Aucun symptôme n’est visible pendant la période de végétation. À la récolte, des lésions apparaissent sur le tubercule sous forme de petites taches brunes parfois étoilées (photo 1). En coupe, les tissus sous-jacents apparaissent granuleux et spongieux (photos 2 et 3). Pendant le stockage, les nématodes (et les lésions) continuent à se développer dans les tubercules infestés; un tubercule momifié est l’étape finale de l’infestation (photo 4).
Moyens de lutte
Les climats continentaux et tempérés sont favorables au développement de ces nématodes. Les sols chauds et secs sont moins favorables car ces nématodes sont sensibles à la dessiccation.

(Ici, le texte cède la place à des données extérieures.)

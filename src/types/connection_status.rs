use std::fmt;
use std::sync::atomic::{AtomicU8, Ordering};

use serde::{Deserialize, Serialize};

/// Reachability of the tutor service as of the most recent probe or send.
#[derive(Debug, Copy, Clone, Default, Serialize, Deserialize, PartialEq, Eq)]
#[serde(rename_all = "lowercase")]
pub enum ConnectionStatus {
    /// The last call reached the service and it answered 2xx.
    Online,

    /// The last call could not reach the service at all.
    #[default]
    Offline,

    /// The service answered, but with an error.
    Error,
}

impl ConnectionStatus {
    fn as_u8(self) -> u8 {
        match self {
            ConnectionStatus::Online => 0,
            ConnectionStatus::Offline => 1,
            ConnectionStatus::Error => 2,
        }
    }

    fn from_u8(value: u8) -> Self {
        match value {
            0 => ConnectionStatus::Online,
            1 => ConnectionStatus::Offline,
            _ => ConnectionStatus::Error,
        }
    }
}

impl fmt::Display for ConnectionStatus {
    fn fmt(&self, f: &mut fmt::Formatter<'_>) -> fmt::Result {
        match self {
            ConnectionStatus::Online => write!(f, "online"),
            ConnectionStatus::Offline => write!(f, "offline"),
            ConnectionStatus::Error => write!(f, "error"),
        }
    }
}

/// Shared cell holding the current [`ConnectionStatus`].
///
/// Written by the transport after every probe or send and read by whoever
/// renders the status.
#[derive(Debug, Default)]
pub struct ConnectionMonitor {
    status: AtomicU8,
}

impl ConnectionMonitor {
    /// Creates a monitor in the given state.
    pub fn new(status: ConnectionStatus) -> Self {
        Self {
            status: AtomicU8::new(status.as_u8()),
        }
    }

    /// Returns the current status.
    pub fn get(&self) -> ConnectionStatus {
        ConnectionStatus::from_u8(self.status.load(Ordering::Relaxed))
    }

    /// Records a new status, returning the previous one.
    pub fn set(&self, status: ConnectionStatus) -> ConnectionStatus {
        ConnectionStatus::from_u8(self.status.swap(status.as_u8(), Ordering::Relaxed))
    }
}

#[cfg(test)]
mod tests {
    use super::*;

    #[test]
    fn monitor_starts_offline() {
        let monitor = ConnectionMonitor::default();
        assert_eq!(monitor.get(), ConnectionStatus::Offline);
    }

    #[test]
    fn monitor_swaps() {
        let monitor = ConnectionMonitor::new(ConnectionStatus::Online);
        assert_eq!(monitor.set(ConnectionStatus::Error), ConnectionStatus::Online);
        assert_eq!(monitor.get(), ConnectionStatus::Error);
    }

    #[test]
    fn status_serialization() {
        let json = serde_json::to_string(&ConnectionStatus::Offline).unwrap();
        assert_eq!(json, "\"offline\"");
        assert_eq!(ConnectionStatus::Error.to_string(), "error");
    }
}
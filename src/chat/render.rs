//! Output rendering for the chat application.
//!
//! This module provides a trait-based rendering abstraction so the session
//! never depends on a particular front end.  The default implementation
//! writes to stdout with optional ANSI styling.

use std::io::{self, Stdout, Write};

use time::{OffsetDateTime, UtcOffset};
use time::macros::format_description;

use crate::types::{ConnectionStatus, Message, Role, Toast, ToastKind};

/// Display name for the tutor side of the conversation.
pub const ASSISTANT_LABEL: &str = "IntelliTutor";

/// Display name for the user side of the conversation.
pub const USER_LABEL: &str = "You";

/// ANSI escape code for dim text (used for timestamps and the typing line).
const ANSI_DIM: &str = "\x1b[2m";

/// ANSI escape code for bold text (used for speaker labels).
const ANSI_BOLD: &str = "\x1b[1m";

/// ANSI escape code to reset all styling.
const ANSI_RESET: &str = "\x1b[0m";

/// ANSI escape code for cyan text (used for info toasts).
const ANSI_CYAN: &str = "\x1b[36m";

/// ANSI escape code for green text (used for positive feedback and online).
const ANSI_GREEN: &str = "\x1b[32m";

/// ANSI escape code for red text (used for errors).
const ANSI_RED: &str = "\x1b[31m";

/// ANSI escape code for yellow text (used for offline).
const ANSI_YELLOW: &str = "\x1b[33m";

/// ANSI sequence returning to column zero and clearing the line.
const ANSI_CLEAR_LINE: &str = "\r\x1b[2K";

/// Trait for rendering chat output.
pub trait Renderer: Send {
    /// Print one message; `position` is its 1-based place in the conversation.
    fn print_message(&mut self, position: usize, message: &Message);

    /// Show the typing indicator.
    fn start_typing(&mut self);

    /// Remove the typing indicator.
    fn finish_typing(&mut self);

    /// Print a toast notification.
    fn print_toast(&mut self, toast: &Toast);

    /// Print the connection status.
    fn print_status(&mut self, status: ConnectionStatus);

    /// Print an error message.
    fn print_error(&mut self, error: &str);

    /// Print an informational message.
    fn print_info(&mut self, info: &str);
}

/// Plain text renderer with optional ANSI styling.
pub struct PlainTextRenderer {
    stdout: Stdout,
    use_color: bool,
    offset: UtcOffset,
    typing: bool,
}

impl PlainTextRenderer {
    /// Creates a new PlainTextRenderer with ANSI colors enabled.
    pub fn new() -> Self {
        Self::with_color(true)
    }

    /// Creates a new PlainTextRenderer with specified color setting.
    ///
    /// Times are shown in UTC until [`PlainTextRenderer::with_offset`] says
    /// otherwise.
    pub fn with_color(use_color: bool) -> Self {
        Self {
            stdout: io::stdout(),
            use_color,
            offset: UtcOffset::UTC,
            typing: false,
        }
    }

    /// Shows message times at `offset`, usually the local one.
    pub fn with_offset(mut self, offset: UtcOffset) -> Self {
        self.offset = offset;
        self
    }

    /// Flushes stdout so partial lines show up immediately.
    fn flush(&mut self) {
        let _ = self.stdout.flush();
    }

    fn paint(&self, code: &str, text: &str) -> String {
        if self.use_color {
            format!("{code}{text}{ANSI_RESET}")
        } else {
            text.to_string()
        }
    }
}

impl Default for PlainTextRenderer {
    fn default() -> Self {
        Self::new()
    }
}

impl Renderer for PlainTextRenderer {
    fn print_message(&mut self, position: usize, message: &Message) {
        self.finish_typing();
        println!(
            "{}",
            format_message(position, message, self.offset, self.use_color)
        );
        self.flush();
    }

    fn start_typing(&mut self) {
        if self.typing {
            return;
        }
        self.typing = true;
        let line = format!("{ASSISTANT_LABEL} is typing...");
        if self.use_color {
            print!("{ANSI_DIM}{line}{ANSI_RESET}");
        } else {
            println!("{line}");
        }
        self.flush();
    }

    fn finish_typing(&mut self) {
        if !self.typing {
            return;
        }
        self.typing = false;
        if self.use_color {
            print!("{ANSI_CLEAR_LINE}");
        }
        self.flush();
    }

    fn print_toast(&mut self, toast: &Toast) {
        self.finish_typing();
        let (code, tag) = match toast.kind {
            ToastKind::Info => (ANSI_CYAN, "info"),
            ToastKind::Error => (ANSI_RED, "error"),
        };
        println!("{}", self.paint(code, &format!("[{tag}] {}", toast.text)));
    }

    fn print_status(&mut self, status: ConnectionStatus) {
        self.finish_typing();
        let code = match status {
            ConnectionStatus::Online => ANSI_GREEN,
            ConnectionStatus::Offline => ANSI_YELLOW,
            ConnectionStatus::Error => ANSI_RED,
        };
        println!("Connection: {}", self.paint(code, &status.to_string()));
    }

    fn print_error(&mut self, error: &str) {
        self.finish_typing();
        eprintln!("Error: {error}");
    }

    fn print_info(&mut self, info: &str) {
        self.finish_typing();
        println!("{info}");
    }
}

/// Formats a timestamp as `hh:mm` at the given offset.
pub fn format_time(at: OffsetDateTime, offset: UtcOffset) -> String {
    at.to_offset(offset)
        .format(format_description!("[hour]:[minute]"))
        .unwrap_or_default()
}

/// Formats one message as a header line followed by its indented content.
pub fn format_message(
    position: usize,
    message: &Message,
    offset: UtcOffset,
    use_color: bool,
) -> String {
    let label = match message.role {
        Role::User => USER_LABEL,
        Role::Assistant => ASSISTANT_LABEL,
    };
    let feedback = match message.liked {
        Some(true) => " [+]",
        Some(false) => " [-]",
        None => "",
    };
    let time = format_time(message.created_at, offset);
    let body = message
        .content
        .lines()
        .map(|line| format!("    {line}"))
        .collect::<Vec<_>>()
        .join("\n");

    if use_color {
        let feedback_code = if message.liked == Some(true) {
            ANSI_GREEN
        } else {
            ANSI_RED
        };
        let body_code = if message.is_error { ANSI_RED } else { "" };
        format!(
            "{ANSI_DIM}[{position}]{ANSI_RESET} {ANSI_BOLD}{label}{ANSI_RESET} \
             {ANSI_DIM}{time}{ANSI_RESET}{feedback_code}{feedback}{ANSI_RESET}\n\
             {body_code}{body}{ANSI_RESET}"
        )
    } else {
        let flag = if message.is_error { " (error)" } else { "" };
        format!("[{position}] {label} {time}{feedback}{flag}\n{body}")
    }
}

Les pratiques phophylactiques recommandées sont d’éviter l’introduction de terre infectée (par exemple lors d’échanges de terre) et la plantation de végétaux infectés (tubercules, bulbes ou rhizomes).
Au-delà des mesures réglementaires (cas de Ditylenchus destructor), il convient de façon générale pour lutter contre les nématodes libres de :
- éliminer les adventices (soigner le désherbage) et les repousses ;
- respecter des rotations longues (4 ans minimum) ;
- désinfecter le sol à l’aide de produits chimiques.
En présence de nématodes libres des genres Trichodorus et Paratrichodorus, susceptibles de transmettre le virus du rattle du tabac, le choix de variétés de pomme de terre peu sensibles aux symptômes de rouille est une alternative intéressante à la lutte chimique contre les nématodes vecteurs.